(Stored data)
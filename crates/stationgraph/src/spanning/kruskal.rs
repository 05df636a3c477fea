//! Kruskal's algorithm over the canonical edge order.

use std::collections::BTreeMap;

use tracing::{debug, warn};

use super::union_find::DisjointSet;
use super::{EdgeWeighting, MstCfg, SpanningForest};
use crate::error::{GraphError, GraphResult};
use crate::station::{PointSet, StationId};
use crate::triangulation::AdjacencyGraph;

/// Candidate edge: endpoints as node indices plus weight.
struct Candidate {
    a: usize,
    b: usize,
    weight: f64,
}

/// Unweighted spanning forest; edges are tried in canonical order.
pub fn minimum_spanning_forest(graph: &AdjacencyGraph) -> SpanningForest {
    let nodes: Vec<StationId> = graph.nodes().cloned().collect();
    let slots = slot_map(&nodes);
    let candidates = graph
        .edges()
        .map(|(a, b)| Candidate {
            a: slots[a],
            b: slots[b],
            weight: 1.0,
        })
        .collect();
    kruskal(nodes, candidates)
}

/// Minimum-weight spanning forest with planar edge lengths from `points`.
pub fn weighted_spanning_forest(
    graph: &AdjacencyGraph,
    points: &PointSet,
) -> GraphResult<SpanningForest> {
    let nodes: Vec<StationId> = graph.nodes().cloned().collect();
    let slots = slot_map(&nodes);
    let mut candidates = Vec::with_capacity(graph.edge_count());
    for (a, b) in graph.edges() {
        let pa = points
            .position_of(a)
            .ok_or_else(|| GraphError::MissingCoordinates { station: a.clone() })?;
        let pb = points
            .position_of(b)
            .ok_or_else(|| GraphError::MissingCoordinates { station: b.clone() })?;
        candidates.push(Candidate {
            a: slots[a],
            b: slots[b],
            weight: (pa - pb).norm(),
        });
    }
    // stable: equal weights keep the canonical order
    candidates.sort_by(|x, y| x.weight.total_cmp(&y.weight));
    Ok(kruskal(nodes, candidates))
}

/// Dispatch on `cfg.weighting`. `points` is only read for Euclidean weights.
pub fn spanning_forest_with(
    graph: &AdjacencyGraph,
    cfg: MstCfg,
    points: &PointSet,
) -> GraphResult<SpanningForest> {
    match cfg.weighting {
        EdgeWeighting::Uniform => Ok(minimum_spanning_forest(graph)),
        EdgeWeighting::Euclidean => weighted_spanning_forest(graph, points),
    }
}

fn slot_map(nodes: &[StationId]) -> BTreeMap<&StationId, usize> {
    nodes.iter().enumerate().map(|(k, id)| (id, k)).collect()
}

fn kruskal(nodes: Vec<StationId>, candidates: Vec<Candidate>) -> SpanningForest {
    let mut dsu = DisjointSet::new(nodes.len());
    let target = nodes.len().saturating_sub(1);
    let mut edges = Vec::with_capacity(target);
    let mut total_weight = 0.0;
    for c in candidates {
        if edges.len() == target {
            break;
        }
        if dsu.union(c.a, c.b) {
            edges.push((nodes[c.a].clone(), nodes[c.b].clone()));
            total_weight += c.weight;
        }
    }
    let forest = SpanningForest {
        components: dsu.sets(),
        edges,
        total_weight,
        nodes,
    };
    debug!(
        nodes = forest.nodes.len(),
        edges = forest.edges.len(),
        components = forest.components,
        "spanning forest built"
    );
    if let Some(w) = forest.disconnected() {
        warn!(components = w.components, nodes = w.nodes, "{w}");
    }
    forest
}
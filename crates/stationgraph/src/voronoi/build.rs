//! Cells from the Delaunay dual: circumcenters of the triangles around each site.

use std::collections::BTreeMap;

use nalgebra::Vector2;
use spade::handles::VertexHandle;
use spade::Triangulation;
use tracing::debug;

use super::types::{VoronoiCell, VoronoiPartition};
use crate::error::{GraphError, GraphResult};
use crate::station::PointSet;
use crate::triangulation::delaunay::{triangulate, Site};

/// Relative tolerance for merging coincident circumcenters (cocircular sites).
const MERGE_EPS: f64 = 1e-12;

/// Voronoi partition of a point set, one cell per distinct position.
///
/// Errors match `build_delaunay_graph`: `InsufficientData` below 3 points,
/// `DegenerateGeometry` for collinear/coincident-only inputs, or a sliver whose
/// circumcenter overflows `f64`.
pub fn voronoi_partition(points: &PointSet) -> GraphResult<VoronoiPartition> {
    let triangulated = triangulate(points)?;
    let stations = points.stations();
    let mut cells = BTreeMap::new();
    for v in triangulated.tri.vertices() {
        let cell = cell_of(v).ok_or_else(|| {
            GraphError::degenerate(
                points.len(),
                triangulated.tri.num_vertices(),
                format!(
                    "circumcenter overflows around station {}",
                    stations[v.data().slot].id
                ),
            )
        })?;
        cells.insert(stations[v.data().slot].id.clone(), cell);
    }
    let partition = VoronoiPartition {
        cells,
        coincident: triangulated.coincident,
    };
    debug!(
        cells = partition.len(),
        unbounded = partition.unbounded_count(),
        "voronoi partition built"
    );
    Ok(partition)
}

fn to_vec(p: spade::Point2<f64>) -> Vector2<f64> {
    Vector2::new(p.x, p.y)
}

/// Walk the faces around `v` in CCW order; the face left of each outgoing edge
/// lies between that edge and the next one.
fn cell_of(v: VertexHandle<'_, Site>) -> Option<VoronoiCell> {
    let center = to_vec(v.position());
    let mut out: Vec<_> = v
        .out_edges()
        .map(|e| {
            let d = to_vec(e.to().position()) - center;
            (d.y.atan2(d.x), d, e)
        })
        .collect();
    out.sort_by(|a, b| a.0.total_cmp(&b.0));
    let n = out.len();
    let outer = out.iter().position(|(_, _, e)| e.face().is_outer());
    // start right after the outer face so hull cells form one finite chain
    let start = outer.map_or(0, |j| (j + 1) % n);
    let mut vertices: Vec<Vector2<f64>> = Vec::with_capacity(n);
    for k in 0..n {
        let (_, _, e) = &out[(start + k) % n];
        let Some(face) = e.face().as_inner() else {
            continue;
        };
        let cc = to_vec(face.circumcenter());
        if !(cc.x.is_finite() && cc.y.is_finite()) {
            return None;
        }
        push_distinct(&mut vertices, cc);
    }
    let Some(j) = outer else {
        if vertices.len() > 1 && near(vertices[0], vertices[vertices.len() - 1]) {
            vertices.pop();
        }
        return Some(VoronoiCell {
            vertices,
            unbounded: false,
            rays: None,
        });
    };
    // First chain vertex belongs to the face left of out[j + 1]: its infinite
    // edge runs to the right of that hull edge. The last one belongs to the
    // face right of out[j]: its infinite edge runs to the left of out[j].
    let d_first = out[(j + 1) % n].1;
    let d_last = out[j].1;
    let first = Vector2::new(d_first.y, -d_first.x).normalize();
    let last = Vector2::new(-d_last.y, d_last.x).normalize();
    Some(VoronoiCell {
        vertices,
        unbounded: true,
        rays: Some([first, last]),
    })
}

fn near(p: Vector2<f64>, q: Vector2<f64>) -> bool {
    (p - q).norm() <= MERGE_EPS * (1.0 + p.norm().max(q.norm()))
}

fn push_distinct(ring: &mut Vec<Vector2<f64>>, p: Vector2<f64>) {
    if ring.last().is_some_and(|&q| near(p, q)) {
        return;
    }
    ring.push(p);
}
//! One-call pipeline over a station snapshot.
//!
//! Stage order: `PointSet` → graph (Delaunay, or a precomputed adjacency
//! snapshot) → {distribution index, spanning forest}; `PointSet` → Voronoi,
//! independently. A graph failure aborts the dependent stages and is returned;
//! a Voronoi failure is kept in `Analysis::voronoi` so the other artifacts
//! survive it.

use tracing::{info, warn};

use crate::error::GraphResult;
use crate::index::{distribution_index, CapacityTable, DistributionIndex, IndexCfg};
use crate::spanning::{spanning_forest_with, MstCfg, SpanningForest};
use crate::station::{AdjacencySnapshot, PointSet, StationSnapshot};
use crate::triangulation::{build_delaunay_graph, AdjacencyGraph, DelaunayGraph};
use crate::voronoi::{voronoi_partition, VoronoiPartition};

#[derive(Clone, Copy, Debug, PartialEq)]
pub struct AnalysisCfg {
    pub index: IndexCfg,
    pub mst: MstCfg,
    /// Skip the Voronoi stage entirely when false.
    pub voronoi: bool,
}

impl Default for AnalysisCfg {
    fn default() -> Self {
        Self {
            index: IndexCfg::default(),
            mst: MstCfg::default(),
            voronoi: true,
        }
    }
}

/// All artifacts of one snapshot.
#[derive(Clone, Debug)]
pub struct Analysis {
    pub points: PointSet,
    /// `None` when the graph came from a precomputed adjacency snapshot.
    pub delaunay: Option<DelaunayGraph>,
    pub graph: AdjacencyGraph,
    pub capacities: CapacityTable,
    pub index: DistributionIndex,
    pub forest: SpanningForest,
    /// `None` when disabled in the config.
    pub voronoi: Option<GraphResult<VoronoiPartition>>,
}

/// Run every stage on `snapshot`.
///
/// With `adjacency`, the Delaunay stage is bypassed and the graph is read from
/// the snapshot; capacities and the median still come from `snapshot`.
pub fn analyze(
    snapshot: &StationSnapshot,
    adjacency: Option<&AdjacencySnapshot>,
    cfg: &AnalysisCfg,
) -> GraphResult<Analysis> {
    cfg.index.validate()?;
    let points = PointSet::from_stations(&snapshot.stations);
    let capacities = CapacityTable::from_stations(&snapshot.stations);
    info!(
        stations = snapshot.len(),
        usable = points.len(),
        rejected = points.rejected().len(),
        "point set ready"
    );

    let (delaunay, graph) = match adjacency {
        Some(lists) => (None, AdjacencyGraph::from_snapshot(lists)),
        None => {
            let dg = build_delaunay_graph(&points)?;
            let graph = dg.graph.clone();
            (Some(dg), graph)
        }
    };
    info!(
        nodes = graph.node_count(),
        edges = graph.edge_count(),
        precomputed = adjacency.is_some(),
        "adjacency graph ready"
    );

    let index = distribution_index(&graph, &capacities, cfg.index)?;
    let forest = spanning_forest_with(&graph, cfg.mst, &points)?;

    let voronoi = cfg.voronoi.then(|| {
        let result = voronoi_partition(&points);
        if let Err(err) = &result {
            warn!(%err, "voronoi stage failed");
        }
        result
    });

    Ok(Analysis {
        points,
        delaunay,
        graph,
        capacities,
        index,
        forest,
        voronoi,
    })
}

#[cfg(test)]
mod tests {
    use super::*;
    use crate::spanning::EdgeWeighting;
    use crate::station::{Station, StationId};
    use crate::GraphError;

    fn unit_square() -> StationSnapshot {
        StationSnapshot::new(vec![
            Station::new(1u64, 0.0, 0.0, 10),
            Station::new(2u64, 1.0, 0.0, 20),
            Station::new(3u64, 1.0, 1.0, 30),
            Station::new(4u64, 0.0, 1.0, 5),
        ])
    }

    #[test]
    fn unit_square_end_to_end() {
        let a = analyze(&unit_square(), None, &AnalysisCfg::default()).unwrap();
        let dg = a.delaunay.as_ref().unwrap();
        assert_eq!(dg.triangles.len(), 2);
        assert_eq!(a.graph.edge_count(), 5);
        assert_eq!(a.forest.edges.len(), 3);
        assert!(a.forest.is_tree());
        assert_eq!(a.capacities.median(), 15.0);
        assert_eq!(a.index.len(), 4);
        assert!(a.index.iter().all(|(_, s)| s.is_finite()));
        let vor = a.voronoi.unwrap().unwrap();
        assert_eq!(vor.unbounded_count(), 4);
    }

    #[test]
    fn precomputed_adjacency_bypasses_triangulation() {
        // only two stations with coordinates: triangulation would fail
        let mut snap = unit_square();
        snap.stations[2].lat = None;
        snap.stations[3].lon = None;
        let adj = AdjacencySnapshot::from_json_str(r#"{"1": [2, 3], "2": [3], "4": []}"#).unwrap();
        let cfg = AnalysisCfg {
            voronoi: true,
            ..AnalysisCfg::default()
        };
        let a = analyze(&snap, Some(&adj), &cfg).unwrap();
        assert!(a.delaunay.is_none());
        assert_eq!(a.graph.node_count(), 4);
        assert_eq!(a.forest.components, 2);
        assert!(a.forest.disconnected().is_some());
        assert_eq!(a.points.missing_attribute_count(), 2);
        // voronoi failed on its own, the rest survived
        assert!(matches!(
            a.voronoi,
            Some(Err(GraphError::InsufficientData { found: 2, .. }))
        ));
        // isolated station 4: Nv = 0, capacity 5 < median 15
        let expected = 0.5 * -1.0 + 0.5 * (10.0 / 15.0);
        assert!((a.index.get(&StationId::Num(4)) - expected).abs() < 1e-12);
    }

    #[test]
    fn graph_errors_abort_the_pipeline() {
        let snap = StationSnapshot::new(vec![Station::new(1u64, 0.0, 0.0, 1)]);
        let err = analyze(&snap, None, &AnalysisCfg::default()).unwrap_err();
        assert_eq!(
            err,
            GraphError::InsufficientData {
                found: 1,
                required: 3
            }
        );
        let bad_alpha = AnalysisCfg {
            index: IndexCfg { alpha: 2.0 },
            ..AnalysisCfg::default()
        };
        assert!(analyze(&unit_square(), None, &bad_alpha).is_err());
    }

    #[test]
    fn euclidean_forest_through_pipeline() {
        let cfg = AnalysisCfg {
            mst: MstCfg {
                weighting: EdgeWeighting::Euclidean,
            },
            voronoi: false,
            ..AnalysisCfg::default()
        };
        let a = analyze(&unit_square(), None, &cfg).unwrap();
        assert!(a.voronoi.is_none());
        assert_eq!(a.forest.edges.len(), 3);
        // three unit sides, never the diagonal
        assert!((a.forest.total_weight - 3.0).abs() < 1e-12);
    }
}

> **TASK DIRECTIONS**
Apply a filter for "coincident" to the entries and show each line that passes.

> **ANSWER SPACE**
/// Relative tolerance for merging coincident circumcenters (cocircular sites).
/// `DegenerateGeometry` for collinear/coincident-only inputs, or a sliver whose
        coincident: triangulated.coincident,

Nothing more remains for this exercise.